Re: Radical cure for BOS confusion (2 ccs' to Jon's address deleted)
| >If I understand the proposal correctly,
| >ilinks can be scattered throughout a document like raisins in a
| >pudding, and any one of them can potentially pull into the BOS any
| >number of other ilinks via recursion.
| No. Only an occurence of a required-for-processing AF instance pulls in
| other documents. That is the real difference between the HyTime BOS, which
| follows all links to some fixed level of recursion, and the XML BOS that I
| am proposing, which pulls in only documents explicitly requested by the
I was hoping you would say that. :-) We seem to be in agreement here.

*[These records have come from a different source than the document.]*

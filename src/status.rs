//! Operator status report.
//!
//! Shows the idempotence state the loaders will act on next run: the
//! persisted scrape window, the batch files still pending against the
//! index's latest loaded date, and whether a metadata fingerprint is
//! recorded. Works without the search index (degrades to a local view).

use anyhow::Result;

use crate::config::Config;
use crate::db;
use crate::load_reviews;
use crate::search_index::SearchIndex;
use crate::window;

pub async fn run_status(config: &Config) -> Result<()> {
    let pool = db::connect(config).await?;

    match window::peek_window(&pool).await? {
        Some(value) => println!("scrape window:     {}", value),
        None => println!("scrape window:     (unset - next run starts at last12months)"),
    }

    let fingerprint: Option<String> =
        sqlx::query_scalar("SELECT file_hash FROM metadata_file_state LIMIT 1")
            .fetch_optional(&pool)
            .await
            .unwrap_or(None);
    match fingerprint {
        Some(hash) => println!("metadata loaded:   yes ({}...)", &hash[..12.min(hash.len())]),
        None => println!("metadata loaded:   no"),
    }
    println!(
        "metadata snapshot: {}",
        if config.storage.metadata_csv.exists() {
            "present"
        } else {
            "absent"
        }
    );

    let batch_count = std::fs::read_dir(&config.storage.batch_dir)
        .map(|entries| {
            entries
                .filter_map(|e| e.ok())
                .filter(|e| e.path().extension().and_then(|x| x.to_str()) == Some("json"))
                .count()
        })
        .unwrap_or(0);
    println!("batch files:       {}", batch_count);

    match SearchIndex::from_config(&config.search) {
        Ok(index) => match index.latest_scraping_date().await {
            Ok(last) => {
                match last {
                    Some(date) => println!("last loaded date:  {}", date.format("%Y-%m-%d")),
                    None => println!("last loaded date:  (no documents loaded)"),
                }
                let pending = load_reviews::pending_count(&config.storage.batch_dir, last);
                println!("pending batches:   {}", pending);
            }
            Err(e) => println!("last loaded date:  search index unreachable ({})", e),
        },
        Err(e) => println!("last loaded date:  {}", e),
    }

    pool.close().await;
    Ok(())
}
//! Field normalizers for scraped review and metadata values.
//!
//! Source pages encode numbers, dates and percentages in loosely formatted
//! text (`"1,204 reviews"`, `"Jan 5, 2024"`, `"<1%"`). Everything here is a
//! pure function: parse failures yield a neutral value (`0`, `None`), never
//! an error.

use chrono::NaiveDate;

/// Extract the first run of digits from a textual value.
///
/// Thousands separators inside the run are tolerated (`"1,204 reviews"` →
/// `1204`). Missing input or input without digits yields `0`.
pub fn extract_numeric(value: Option<&str>) -> i64 {
    let Some(s) = value else { return 0 };

    let mut digits = String::new();
    let mut chars = s.chars().skip_while(|c| !c.is_ascii_digit()).peekable();
    while let Some(c) = chars.next() {
        if c.is_ascii_digit() {
            digits.push(c);
        } else if c == ',' && chars.peek().is_some_and(|n| n.is_ascii_digit()) {
            // thousands separator
            continue;
        } else {
            break;
        }
    }

    digits.parse().unwrap_or(0)
}

/// Parse a source date into a [`NaiveDate`].
///
/// Accepts the long textual form (`"Jan 5, 2024"`) or an ISO date
/// (`"2024-01-05"`). Anything else is `None`.
pub fn normalize_date(value: Option<&str>) -> Option<NaiveDate> {
    let s = value?.trim();
    if s.is_empty() {
        return None;
    }

    NaiveDate::parse_from_str(s, "%b %d, %Y")
        .or_else(|_| NaiveDate::parse_from_str(s, "%Y-%m-%d"))
        .ok()
}

/// Parse a rating-distribution percentage such as `"38%"`, `"7,5%"` or `"<1%"`.
///
/// The less-than marker maps to 0.5 by convention. Non-numeric or missing
/// input yields `None`.
pub fn pct(value: Option<&str>) -> Option<f64> {
    let s = value?.trim().replace(',', ".").replace('%', "");
    let s = s.trim();

    if s.contains('<') {
        return Some(0.5);
    }

    if s.is_empty()
        || !s.chars().all(|c| c.is_ascii_digit() || c == '.')
        || s.chars().filter(|c| *c == '.').count() > 1
    {
        return None;
    }

    s.parse().ok()
}

/// Split a free-text address into `(street_number, street_name)`.
///
/// The first whitespace-delimited token is treated as the street number only
/// when it is purely numeric; otherwise the whole string is the street name.
pub fn split_address(value: Option<&str>) -> (Option<String>, Option<String>) {
    let Some(s) = value.map(str::trim).filter(|s| !s.is_empty()) else {
        return (None, None);
    };

    let mut parts = s.split_whitespace();
    match parts.next() {
        Some(first) if first.chars().all(|c| c.is_ascii_digit()) => {
            let rest = parts.collect::<Vec<_>>().join(" ");
            (Some(first.to_string()), Some(rest))
        }
        _ => (None, Some(s.to_string())),
    }
}

/// Reduce a review-site domain to the slug used in review ids.
///
/// Lowercases, strips a leading `www.` and the final TLD segment:
/// `"www.amazon.fr"` → `"amazon"`.
pub fn company_slug(domain: &str) -> String {
    let lowered = domain.trim().to_lowercase();
    let stripped = lowered.strip_prefix("www.").unwrap_or(&lowered);

    match stripped.rfind('.') {
        Some(idx) => stripped[..idx].to_string(),
        None => stripped.to_string(),
    }
}

/// Display form of a company slug: first letter uppercased.
pub fn capitalize(s: &str) -> String {
    let mut chars = s.chars();
    match chars.next() {
        Some(first) => first.to_uppercase().collect::<String>() + chars.as_str(),
        None => String::new(),
    }
}

/// Collapse a scraped text node: trim and fold newlines into spaces.
pub fn clean_text_node(text: &str) -> String {
    text.trim().replace('\n', " ")
}

#[cfg(test)]
mod tests {
    use super::*;

    #[test]
    fn test_extract_numeric_first_digit_run() {
        assert_eq!(extract_numeric(Some("123 reviews")), 123);
        assert_eq!(extract_numeric(Some("1,204 reviews")), 1204);
        assert_eq!(extract_numeric(Some("rated 4 of 5")), 4);
    }

    #[test]
    fn test_extract_numeric_missing() {
        assert_eq!(extract_numeric(None), 0);
        assert_eq!(extract_numeric(Some("")), 0);
        assert_eq!(extract_numeric(Some("no digits here")), 0);
    }

    #[test]
    fn test_extract_numeric_separator_without_following_digit() {
        assert_eq!(extract_numeric(Some("12, then more")), 12);
    }

    #[test]
    fn test_normalize_date_long_form() {
        assert_eq!(
            normalize_date(Some("Jan 5, 2024")),
            NaiveDate::from_ymd_opt(2024, 1, 5)
        );
    }

    #[test]
    fn test_normalize_date_iso_is_fixed_point() {
        assert_eq!(
            normalize_date(Some("2024-01-05")),
            NaiveDate::from_ymd_opt(2024, 1, 5)
        );
    }

    #[test]
    fn test_normalize_date_failure_is_none() {
        assert_eq!(normalize_date(Some("not a date")), None);
        assert_eq!(normalize_date(Some("")), None);
        assert_eq!(normalize_date(None), None);
    }

    #[test]
    fn test_pct_plain_and_marker() {
        assert_eq!(pct(Some("38%")), Some(38.0));
        assert_eq!(pct(Some("<1%")), Some(0.5));
        assert_eq!(pct(Some(" <1 ")), Some(0.5));
    }

    #[test]
    fn test_pct_comma_decimal_separator() {
        assert_eq!(pct(Some("7,5%")), Some(7.5));
    }

    #[test]
    fn test_pct_invalid_is_none() {
        assert_eq!(pct(Some("")), None);
        assert_eq!(pct(Some("n/a")), None);
        assert_eq!(pct(None), None);
    }

    #[test]
    fn test_split_address_with_number() {
        assert_eq!(
            split_address(Some("12 Rue de Paris")),
            (Some("12".to_string()), Some("Rue de Paris".to_string()))
        );
    }

    #[test]
    fn test_split_address_without_number() {
        assert_eq!(
            split_address(Some("Rue de la Paix")),
            (None, Some("Rue de la Paix".to_string()))
        );
    }

    #[test]
    fn test_split_address_empty() {
        assert_eq!(split_address(Some("   ")), (None, None));
        assert_eq!(split_address(None), (None, None));
    }

    #[test]
    fn test_company_slug() {
        assert_eq!(company_slug("www.amazon.fr"), "amazon");
        assert_eq!(company_slug("www.showroomprive.com"), "showroomprive");
        assert_eq!(company_slug("loaded.com"), "loaded");
    }

    #[test]
    fn test_capitalize() {
        assert_eq!(capitalize("amazon"), "Amazon");
        assert_eq!(capitalize(""), "");
    }
}
//! Sentiment inference over cleaned review text.
//!
//! The classifier itself is a black box behind [`SentimentModel`]; the
//! preprocessing that feeds it lives here. Cleaning lowercases the text,
//! strips the company name and its individual tokens, removes everything
//! outside letters/digits (accents preserved), collapses whitespace, and
//! drops short tokens and stop words.
//!
//! The bundled [`LexiconModel`] scores the cleaned tokens against small
//! positive/negative French word lists so the binary works end to end
//! without an external model artifact.

use regex::Regex;
use std::collections::HashSet;
use std::sync::OnceLock;

#[derive(Debug, Clone, Copy, PartialEq, Eq)]
pub enum Sentiment {
    Positive,
    Negative,
    Neutral,
}

impl Sentiment {
    pub fn as_str(&self) -> &'static str {
        match self {
            Sentiment::Positive => "positive",
            Sentiment::Negative => "negative",
            Sentiment::Neutral => "neutral",
        }
    }
}

impl std::fmt::Display for Sentiment {
    fn fmt(&self, f: &mut std::fmt::Formatter<'_>) -> std::fmt::Result {
        f.write_str(self.as_str())
    }
}

/// A pretrained text → label classifier, consumed through its synchronous
/// call contract only.
pub trait SentimentModel: Send + Sync {
    fn predict(&self, cleaned_text: &str) -> Sentiment;
}

/// French stop words kept out of the cleaned text.
const FR_STOPWORDS: &[&str] = &[
    "alors", "aucun", "aussi", "autre", "avant", "avec", "avoir", "bon", "car", "ces", "cette",
    "ceux", "chaque", "comme", "comment", "dans", "des", "donc", "elle", "elles", "encore", "est",
    "etaient", "etait", "etre", "eux", "fait", "fois", "font", "hors", "ici", "ils", "juste",
    "les", "leur", "mais", "meme", "mes", "mine", "moins", "mon", "mot", "notre", "nous", "par",
    "parce", "pas", "peut", "peu", "plupart", "pour", "pourquoi", "quand", "que", "quel",
    "quelle", "quelles", "quels", "qui", "sans", "ses", "seulement", "sont", "sous", "sur",
    "tandis", "tellement", "tels", "tes", "ton", "tous", "tout", "trop", "tres", "une", "vont",
    "votre", "vous",
];

fn special_chars() -> &'static Regex {
    static RE: OnceLock<Regex> = OnceLock::new();
    RE.get_or_init(|| Regex::new(r"[^a-zA-Z0-9À-ÿ ]").unwrap())
}

fn whitespace() -> &'static Regex {
    static RE: OnceLock<Regex> = OnceLock::new();
    RE.get_or_init(|| Regex::new(r"\s+").unwrap())
}

/// The company name and each of its tokens, used as additional stop words
/// so the entity under review never biases the prediction.
pub fn company_stopwords(company_name: Option<&str>) -> HashSet<String> {
    let mut tokens = HashSet::new();
    if let Some(name) = company_name {
        let name = name.to_lowercase();
        for token in name.split_whitespace() {
            tokens.insert(token.to_string());
        }
        tokens.insert(name);
    }
    tokens
}

/// Clean free text into the token stream the classifier consumes.
pub fn clean_text(text: &str, company_name: Option<&str>) -> String {
    let mut text = text.to_lowercase();

    if let Some(name) = company_name {
        let name = name.to_lowercase();
        text = text.replace(&name, "");
        for token in name.split_whitespace() {
            text = text.replace(token, "");
        }
    }

    let text = special_chars().replace_all(&text, " ");
    let text = whitespace().replace_all(text.trim(), " ");

    let company_tokens = company_stopwords(company_name);
    text.split(' ')
        .filter(|token| token.chars().count() >= 3)
        .filter(|token| !FR_STOPWORDS.contains(token))
        .filter(|token| !company_tokens.contains(*token))
        .collect::<Vec<_>>()
        .join(" ")
}

/// Word-list scorer standing in for the trained classifier.
pub struct LexiconModel {
    positive: HashSet<&'static str>,
    negative: HashSet<&'static str>,
}

impl Default for LexiconModel {
    fn default() -> Self {
        Self {
            positive: [
                "excellent", "parfait", "super", "rapide", "satisfait", "satisfaite",
                "recommande", "merci", "top", "bien", "génial", "genial", "efficace",
                "agréable", "agreable", "impeccable", "fiable", "content", "contente",
                "ravie", "ravi", "professionnel", "soigné", "qualité", "qualite",
            ]
            .into_iter()
            .collect(),
            negative: [
                "mauvais", "mauvaise", "horrible", "arnaque", "nul", "nulle", "problème",
                "probleme", "retard", "décevant", "decevant", "déçu", "decu", "déçue",
                "jamais", "annulé", "annule", "inadmissible", "catastrophique", "lent",
                "lente", "incompétent", "incompetent", "scandaleux", "injoignable",
            ]
            .into_iter()
            .collect(),
        }
    }
}

impl SentimentModel for LexiconModel {
    fn predict(&self, cleaned_text: &str) -> Sentiment {
        let mut positive = 0usize;
        let mut negative = 0usize;

        for token in cleaned_text.split_whitespace() {
            if self.positive.contains(token) {
                positive += 1;
            } else if self.negative.contains(token) {
                negative += 1;
            }
        }

        match positive.cmp(&negative) {
            std::cmp::Ordering::Greater => Sentiment::Positive,
            std::cmp::Ordering::Less => Sentiment::Negative,
            std::cmp::Ordering::Equal => Sentiment::Neutral,
        }
    }
}

/// Clean, then classify. Returns the label and the cleaned text it was
/// computed from.
pub fn predict_sentiment(
    model: &dyn SentimentModel,
    text: &str,
    company_name: Option<&str>,
) -> (Sentiment, String) {
    let cleaned = clean_text(text, company_name);
    let sentiment = model.predict(&cleaned);
    (sentiment, cleaned)
}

| >Assuming that I've got that part wrong and that you are not suggesting
| >a scheme that can result in a variable BOS of arbitrary size beyond my
| >control, I am still uncomfortable with a form of organization that
| >allows ilinks to be distributed at random even in a single document,
| >let alone in multiple documents. The key problem with links is link
| >management, and I just can't see how management is easy if ilinks are
| >allowed to be located arbitrarily. A Knowledgeable Person has
| >suggested to me offline that what I'm really after here is the concept
| >of a link database, and that's exactly right. "It's eleven o'clock;
| >do you know where your ilinks are?"
| This is a matter of strategy. If I've got a series of glossed text examples
| with complicated alignments between them, I can best control my links by
| having a little bundle of ilinks associated with each example. If I am
| using ilinks to annotate an entire file, I might prefer the single "ilink
| bunch" proposal you started with.
So the form of organization that is easiest for me to manage is not
necessarily the form of organization that is easiest for you to
manage. This seems to go to the heart of the matter.
| We can only enable good organization, not require it, unless we think
| we can formally define all the reasonable uses ahead of time.
Given the point just made, I don't see how I can disagree with you.
| >My problem (and I think Martin's problem and Len's problem) can be
| >solved with a mechanism that allows the construction of ilink
| >databases and a way to include specific ilink databases in the XML
| >BOSs of specific documents. I like this approach partly because it
| >gives me a believably finite set of links to manage and partly because
| >I can divide up the work of maintaining such a structure and assign
| >that work to specific people.
| My proposal enables that as well, but does not preclude internal ilinks,
| which have a suprising number of uses. (graphic callouts, for instance).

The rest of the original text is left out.